Provided records –
════════

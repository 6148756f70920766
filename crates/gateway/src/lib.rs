pub mod bootstrap;
pub mod cli;
pub mod state;
pub mod transport;
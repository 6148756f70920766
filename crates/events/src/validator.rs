//! After-the-fact checks over a recorded event stream.

use std::collections::{BTreeMap, BTreeSet};

use serde::Serialize;

use rf_domain::event::{AgentEvent, EventKind};

use crate::ordering::{OrderViolation, SequenceTracker};

/// An event missing a field its kind requires.
#[derive(Debug, Clone, PartialEq, Eq, Serialize)]
pub struct ContentError {
    /// Position in the validated stream.
    pub index: usize,
    pub kind: EventKind,
    pub field: &'static str,
}

#[derive(Debug, Clone, Serialize)]
pub struct SequenceReport {
    pub valid: bool,
    pub total_events: usize,
    pub received: BTreeMap<EventKind, usize>,
    pub missing_events: BTreeSet<EventKind>,
    /// Share of the critical kinds that appeared at least once, 0..=100.
    pub coverage_pct: f64,
    pub order_violations: Vec<OrderViolation>,
    pub content_errors: Vec<ContentError>,
}

impl SequenceReport {
    pub fn count(&self, kind: EventKind) -> usize {
        self.received.get(&kind).copied().unwrap_or(0)
    }
}

/// Stateless validator; every call starts from scratch.
#[derive(Debug, Default, Clone, Copy)]
pub struct EventSequenceValidator;

impl EventSequenceValidator {
    pub fn new() -> Self {
        Self
    }

    pub fn validate(&self, events: &[AgentEvent]) -> SequenceReport {
        let mut received: BTreeMap<EventKind, usize> = BTreeMap::new();
        let mut tracker = SequenceTracker::new();
        let mut order_violations = Vec::new();
        let mut content_errors = Vec::new();

        for (index, event) in events.iter().enumerate() {
            *received.entry(event.kind).or_default() += 1;

            if let Err(v) = tracker.observe(event) {
                order_violations.push(v);
            }
            content_errors.extend(
                missing_fields(event)
                    .into_iter()
                    .map(|field| ContentError {
                        index,
                        kind: event.kind,
                        field,
                    }),
            );
        }

        let missing_events: BTreeSet<EventKind> = EventKind::CRITICAL
            .iter()
            .copied()
            .filter(|k| !received.contains_key(k))
            .collect();

        let required = EventKind::CRITICAL.len();
        let coverage_pct = ((required - missing_events.len()) * 100) as f64 / required as f64;

        SequenceReport {
            valid: missing_events.is_empty()
                && order_violations.is_empty()
                && content_errors.is_empty(),
            total_events: events.len(),
            received,
            missing_events,
            coverage_pct,
            order_violations,
            content_errors,
        }
    }
}

/// Fields an event of this kind must carry.
fn missing_fields(event: &AgentEvent) -> Vec<&'static str> {
    let mut missing = Vec::new();

    if event.kind.is_critical() {
        if event.user_id.trim().is_empty() {
            missing.push("user_id");
        }
        if event.run_id.trim().is_empty() {
            missing.push("run_id");
        }
        if event.agent_name.trim().is_empty() {
            missing.push("agent_name");
        }
    }

    if event.kind.is_tool_event()
        && event.tool_name.as_deref().map_or(true, |t| t.trim().is_empty())
    {
        missing.push("tool_name");
    }

    if event.kind == EventKind::Error && !event.payload.contains_key("message") {
        missing.push("message");
    }

    missing
}
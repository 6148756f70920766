//! Hands events to the transport with bounded retries.

use std::sync::atomic::{AtomicU64, Ordering};
use std::sync::Arc;

use serde::Serialize;

use rf_domain::config::{DeliveryConfig, DeliveryRoute};
use rf_domain::error::DeliveryFailure;
use rf_domain::event::AgentEvent;
use rf_domain::trace::TraceEvent;

use crate::backoff::{jitter_seed, RetryPolicy};
use crate::transport::Transport;

/// Running delivery counters.
#[derive(Debug, Default)]
pub struct DeliveryStats {
    attempts: AtomicU64,
    retries: AtomicU64,
    delivered: AtomicU64,
    failed: AtomicU64,
}

#[derive(Debug, Clone, Copy, PartialEq, Eq, Serialize)]
pub struct DeliveryStatsSnapshot {
    pub attempts: u64,
    pub retries: u64,
    pub delivered: u64,
    pub failed: u64,
}

impl DeliveryStats {
    pub fn snapshot(&self) -> DeliveryStatsSnapshot {
        DeliveryStatsSnapshot {
            attempts: self.attempts.load(Ordering::Relaxed),
            retries: self.retries.load(Ordering::Relaxed),
            delivered: self.delivered.load(Ordering::Relaxed),
            failed: self.failed.load(Ordering::Relaxed),
        }
    }
}

/// Shared between every emitter; holds no per-user state, so a slow or
/// failing user never blocks delivery to another.
pub struct EventBridge {
    transport: Arc<dyn Transport>,
    retry: RetryPolicy,
    route: DeliveryRoute,
    stats: DeliveryStats,
}

impl EventBridge {
    pub fn new(transport: Arc<dyn Transport>, config: &DeliveryConfig) -> Self {
        Self::with_policy(transport, RetryPolicy::from(config), config.route)
    }

    pub fn with_policy(
        transport: Arc<dyn Transport>,
        retry: RetryPolicy,
        route: DeliveryRoute,
    ) -> Self {
        Self {
            transport,
            retry,
            route,
            stats: DeliveryStats::default(),
        }
    }

    pub fn transport(&self) -> &Arc<dyn Transport> {
        &self.transport
    }

    pub fn retry_policy(&self) -> &RetryPolicy {
        &self.retry
    }

    pub fn stats(&self) -> DeliveryStatsSnapshot {
        self.stats.snapshot()
    }

    /// Send `event`, retrying per the policy.
    ///
    /// On exhaustion an error notice goes to the event's user (and only that
    /// user) and the failure is returned.
    pub async fn deliver(&self, event: &AgentEvent) -> Result<(), DeliveryFailure> {
        let message = event.to_message();
        let mut attempts = 0u32;
        let seed = jitter_seed(&[
            event.user_id.as_str(),
            event.run_id.as_str(),
            event.agent_name.as_str(),
        ]);

        loop {
            attempts += 1;
            self.stats.attempts.fetch_add(1, Ordering::Relaxed);

            let sent = match self.route {
                DeliveryRoute::User => {
                    self.transport
                        .send_message(&event.user_id, message.clone())
                        .await
                }
                DeliveryRoute::Thread => {
                    self.transport
                        .send_to_thread(&event.thread_id, message.clone())
                        .await
                }
            };

            if sent {
                self.stats.delivered.fetch_add(1, Ordering::Relaxed);
                return Ok(());
            }

            if self.retry.should_give_up(attempts) {
                break;
            }

            let delay = self.retry.delay_for_attempt(attempts - 1, seed);
            self.stats.retries.fetch_add(1, Ordering::Relaxed);
            tracing::debug!(
                user_id = %event.user_id,
                event_kind = %event.kind,
                attempt = attempts,
                delay_ms = delay.as_millis() as u64,
                "event send failed, retrying"
            );
            TraceEvent::DeliveryRetried {
                user_id: event.user_id.clone(),
                event_kind: event.kind.to_string(),
                attempt: attempts,
                delay_ms: delay.as_millis() as u64,
            }
            .emit();
            tokio::time::sleep(delay).await;
        }

        self.stats.failed.fetch_add(1, Ordering::Relaxed);
        let failure = DeliveryFailure {
            user_id: event.user_id.clone(),
            thread_id: event.thread_id.clone(),
            event_kind: event.kind.to_string(),
            attempts,
            reason: "transport rejected the message".into(),
        };

        tracing::warn!(
            user_id = %failure.user_id,
            thread_id = %failure.thread_id,
            run_id = %event.run_id,
            event_kind = %failure.event_kind,
            attempts,
            "event delivery failed"
        );
        TraceEvent::DeliveryFailed {
            user_id: failure.user_id.clone(),
            thread_id: failure.thread_id.clone(),
            event_kind: failure.event_kind.clone(),
            attempts,
        }
        .emit();

        let notice = format!(
            "could not deliver {} for agent {}",
            event.kind, event.agent_name
        );
        if !self.transport.send_error(&event.user_id, &notice).await {
            tracing::warn!(user_id = %event.user_id, "error notice could not be sent either");
        }

        Err(failure)
    }
}

#[cfg(test)]
mod tests {
    use super::*;
    use crate::memory::RecordingTransport;
    use rf_domain::event::EventKind;

    fn bridge(t: Arc<RecordingTransport>, attempts: u32) -> EventBridge {
        EventBridge::with_policy(t, RetryPolicy::immediate(attempts), DeliveryRoute::User)
    }

    fn started(user: &str) -> AgentEvent {
        AgentEvent::new(EventKind::AgentStarted, user, "t1", "r1", "a")
    }

    #[tokio::test]
    async fn delivers_first_try() {
        let t = Arc::new(RecordingTransport::new());
        let b = bridge(t.clone(), 3);
        b.deliver(&started("u1")).await.unwrap();

        assert_eq!(t.events_to("u1").len(), 1);
        let stats = b.stats();
        assert_eq!(stats.attempts, 1);
        assert_eq!(stats.delivered, 1);
        assert_eq!(stats.retries, 0);
    }

    #[tokio::test]
    async fn transient_failure_is_retried() {
        let t = Arc::new(RecordingTransport::new());
        t.fail_next("u1", 2);
        let b = bridge(t.clone(), 3);

        b.deliver(&started("u1")).await.unwrap();
        assert_eq!(t.attempts_to("u1"), 3);
        assert_eq!(t.events_to("u1").len(), 1);
        assert_eq!(b.stats().retries, 2);
        assert!(t.errors_for("u1").is_empty());
    }

    #[tokio::test]
    async fn exhaustion_notifies_only_affected_user() {
        let t = Arc::new(RecordingTransport::new());
        t.fail_always("u1");
        let b = bridge(t.clone(), 3);

        let failure = b.deliver(&started("u1")).await.unwrap_err();
        assert_eq!(failure.attempts, 3);
        assert_eq!(failure.event_kind, "agent_started");
        assert_eq!(t.errors_for("u1").len(), 1);

        b.deliver(&started("u2")).await.unwrap();
        assert!(t.errors_for("u2").is_empty());
        assert_eq!(t.events_to("u2").len(), 1);
        assert_eq!(b.stats().failed, 1);
    }

    #[tokio::test]
    async fn thread_route_targets_thread() {
        let t = Arc::new(RecordingTransport::new());
        let b = EventBridge::with_policy(t.clone(), RetryPolicy::immediate(1), DeliveryRoute::Thread);
        b.deliver(&started("u1")).await.unwrap();
        assert!(t.messages_to("u1").is_empty());
        assert_eq!(t.messages_to("t1").len(), 1);
    }
}
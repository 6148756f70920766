//! Background sweeper over the session registry.
//!
//! Each sweep builds a fleet report first.  When fleet-wide limits are
//! exceeded and emergency cleanup is enabled, the whole registry is emptied
//! and the sweep ends there.  Otherwise every user is visited in turn:
//! idle sessions are dropped, idle agents removed, and sessions above the
//! per-user cap trimmed by least-recent use.  A failure while visiting one
//! user is logged and recorded, and the sweep moves on to the next user.

use std::panic::AssertUnwindSafe;
use std::sync::Arc;
use std::time::{Duration, Instant};

use chrono::Utc;
use serde::Serialize;
use tokio_util::sync::CancellationToken;

use rf_domain::config::LifecycleConfig;
use rf_domain::error::Result;
use rf_domain::trace::TraceEvent;

use crate::health::{EmergencyCleanupReport, UserHealthReport};
use crate::registry::SessionRegistry;

/// Extra per-user check run during a sweep.  An `Err` (or a panic) is
/// recorded against that user only.
pub type UserCheck = Arc<dyn Fn(&UserHealthReport) -> Result<()> + Send + Sync>;

#[derive(Debug, Clone, Serialize)]
pub struct SweepError {
    pub user_id: String,
    pub message: String,
}

/// What one sweep did.
#[derive(Debug, Clone, Default, Serialize)]
pub struct SweepReport {
    pub users_checked: usize,
    pub sessions_evicted: usize,
    pub agents_evicted: usize,
    pub errors: Vec<SweepError>,
    #[serde(skip_serializing_if = "Option::is_none")]
    pub emergency: Option<EmergencyCleanupReport>,
    pub duration_ms: u64,
}

#[derive(Default)]
struct UserOutcome {
    session_evicted: bool,
    agents_evicted: usize,
}

pub struct LifecycleManager {
    registry: Arc<SessionRegistry>,
    config: LifecycleConfig,
    user_check: Option<UserCheck>,
}

impl LifecycleManager {
    pub fn new(registry: Arc<SessionRegistry>, config: LifecycleConfig) -> Self {
        Self {
            registry,
            config,
            user_check: None,
        }
    }

    pub fn with_user_check(mut self, check: UserCheck) -> Self {
        self.user_check = Some(check);
        self
    }

    pub fn registry(&self) -> &Arc<SessionRegistry> {
        &self.registry
    }

    pub fn interval(&self) -> Duration {
        Duration::from_secs(self.config.sweep_interval_secs.max(1))
    }

    /// Run one full sweep.
    pub fn sweep_once(&self) -> SweepReport {
        let started = Instant::now();
        let mut report = SweepReport::default();

        let fleet = self.registry.monitor_all_users();
        if fleet.overloaded {
            tracing::error!(
                total_users = fleet.total_users,
                total_agents = fleet.total_agents,
                issues = ?fleet.global_issues,
                "system overload detected"
            );
            if self.config.emergency_cleanup {
                report.users_checked = fleet.total_users;
                report.emergency = Some(self.registry.emergency_cleanup_all());
                return self.finish(report, started);
            }
        }

        for report_for_user in fleet.users.values() {
            report.users_checked += 1;
            let user_id = &report_for_user.user_id;

            let outcome = std::panic::catch_unwind(AssertUnwindSafe(|| {
                self.sweep_user(report_for_user)
            }));
            match outcome {
                Ok(Ok(done)) => {
                    if done.session_evicted {
                        report.sessions_evicted += 1;
                    }
                    report.agents_evicted += done.agents_evicted;
                }
                Ok(Err(e)) => {
                    tracing::warn!(user_id = %user_id, error = %e, "sweep failed for user");
                    report.errors.push(SweepError {
                        user_id: user_id.clone(),
                        message: e.to_string(),
                    });
                }
                Err(_) => {
                    tracing::error!(user_id = %user_id, "sweep panicked for user");
                    report.errors.push(SweepError {
                        user_id: user_id.clone(),
                        message: "panicked".into(),
                    });
                }
            }
        }

        self.finish(report, started)
    }

    fn sweep_user(&self, health: &UserHealthReport) -> Result<UserOutcome> {
        let mut outcome = UserOutcome::default();

        // Removed since the fleet report was taken.
        let Some(session) = self.registry.get_session(&health.user_id) else {
            return Ok(outcome);
        };

        if let Some(check) = &self.user_check {
            check(health)?;
        }

        let registry_cfg = self.registry.config();
        let now = Utc::now();
        let idle_secs = session.metrics(now).idle_secs;

        if self.config.evict_idle_sessions
            && idle_secs >= 0
            && idle_secs as u64 >= registry_cfg.session_idle_secs
            && self.registry.evict_if_same(&health.user_id, &session)
        {
            outcome.session_evicted = true;
            outcome.agents_evicted = session.clear();
            tracing::info!(
                user_id = %health.user_id,
                idle_secs,
                agents = outcome.agents_evicted,
                "evicted idle session"
            );
            return Ok(outcome);
        }

        if self.config.agent_idle_secs > 0 {
            let max_idle = chrono::Duration::seconds(self.config.agent_idle_secs as i64);
            let evicted = session.evict_idle_agents(max_idle, now);
            if !evicted.is_empty() {
                tracing::debug!(user_id = %health.user_id, agents = ?evicted, "evicted idle agents");
            }
            outcome.agents_evicted += evicted.len();
        }

        let trimmed = session.evict_lru(registry_cfg.max_agents_per_user);
        if !trimmed.is_empty() {
            tracing::info!(
                user_id = %health.user_id,
                evicted = trimmed.len(),
                limit = registry_cfg.max_agents_per_user,
                "trimmed session to agent limit"
            );
        }
        outcome.agents_evicted += trimmed.len();

        Ok(outcome)
    }

    fn finish(&self, mut report: SweepReport, started: Instant) -> SweepReport {
        report.duration_ms = started.elapsed().as_millis() as u64;
        TraceEvent::SweepCompleted {
            users_checked: report.users_checked,
            sessions_evicted: report.sessions_evicted,
            agents_evicted: report.agents_evicted,
            errors: report.errors.len(),
            duration_ms: report.duration_ms,
        }
        .emit();
        report
    }

    /// Sweep on `sweep_interval_secs` until `shutdown` is cancelled.
    pub async fn run(self: Arc<Self>, shutdown: CancellationToken) {
        let mut interval = tokio::time::interval(self.interval());
        // The first tick completes immediately.
        interval.tick().await;
        loop {
            tokio::select! {
                _ = shutdown.cancelled() => {
                    tracing::debug!("lifecycle sweeper stopped");
                    return;
                }
                _ = interval.tick() => {
                    let report = self.sweep_once();
                    if !report.errors.is_empty() {
                        tracing::warn!(errors = report.errors.len(), "sweep finished with errors");
                    }
                }
            }
        }
    }
}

════════

What the task requires –
Return every line above where "async" appears.

Answer box –
    pub async fn deliver(&self, event: &AgentEvent) -> Result<(), DeliveryFailure> {
    async fn delivers_first_try() {
    async fn transient_failure_is_retried() {
    async fn exhaustion_notifies_only_affected_user() {
    async fn thread_route_targets_thread() {
    pub async fn run(self: Arc<Self>, shutdown: CancellationToken) {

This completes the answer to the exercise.